Trade Minister Simon Crean has emphatically denied Australia has approached the Indonesian government to hold off executing three Australian drug couriers in an election year.
Mr Crean was playing down a report that Australian embassy officials in Jakarta have told Indonesian authorities that the possible executions of the Australians is a highly sensitive issue for the Rudd government.
"It's not true," Mr Crean told ABC radio on Thursday.
"We would never tie the circumstances of people potentially facing death row or of consular cases or of people in trouble, we would never tie that to an election cycle."
Scott Rush, Andrew Chan and Myuran Sukumaran are members of the so-called Bali Nine who were arrested at Denpasar airport in 2005 trying to smuggle more than eight kilograms of heroin back to Australia.
Mr Crean said the three men's appeals have not been lodged and the Australian government would wait for that process to be expired before making any representations to Indonesia on their behalf.

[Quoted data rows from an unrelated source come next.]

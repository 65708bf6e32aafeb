#[path = "common/mod.rs"]
mod common;
use std::collections::HashSet;

use blake3::hash;
use basecaller::emit::render_tsv;
use basecaller::{CallerConfig, ConsensusEngine, ExecutionOptions};
use common::mixed_fixture;

fn config() -> CallerConfig {
    CallerConfig::builder()
        .min_depth(3)
        .min_consensus_fraction(0.4)
        .build()
        .expect("valid configuration")
}

#[test]
fn repeated_runs_are_byte_identical() {
    let mut fingerprints = HashSet::new();
    let mut digests = HashSet::new();
    for _ in 0..5 {
        let run = ConsensusEngine::new(config())
            .run(&mut mixed_fixture())
            .expect("run succeeds");
        let tsv = render_tsv(&run).expect("rendering succeeds");
        fingerprints.insert(hash(tsv.as_bytes()));
        digests.insert(run.summary.digest.clone());
    }

    assert_eq!(fingerprints.len(), 1, "outputs diverged across runs");
    assert_eq!(digests.len(), 1, "summary digests diverged across runs");
}

#[test]
fn thread_count_never_changes_output() {
    let mut fingerprints = HashSet::new();
    for threads in [1, 2, 4, 8] {
        for batch_size in [1, 3, 64] {
            let run = ConsensusEngine::new(config())
                .with_execution(ExecutionOptions::parallel(threads).with_batch_size(batch_size))
                .run(&mut mixed_fixture())
                .expect("run succeeds");
            let tsv = render_tsv(&run).expect("rendering succeeds");
            fingerprints.insert(hash(tsv.as_bytes()));
        }
    }

    assert_eq!(fingerprints.len(), 1, "scheduling changed the output");
}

He did not deny that consular officers had spoken to Indonesian authorities but described it as "a courtesy call".
"To make the suggestion that we're saying `Don't do anything to these people until after the election is over' is just plain wrong," Mr Crean said.
"This was a courtesy call by a number of lower level officials to an adviser to an incoming attorney-general," Mr Crean said.
"If you are going to make this sort of representation and bring it on strongly, that's not where you would start, and that's not the game we're in."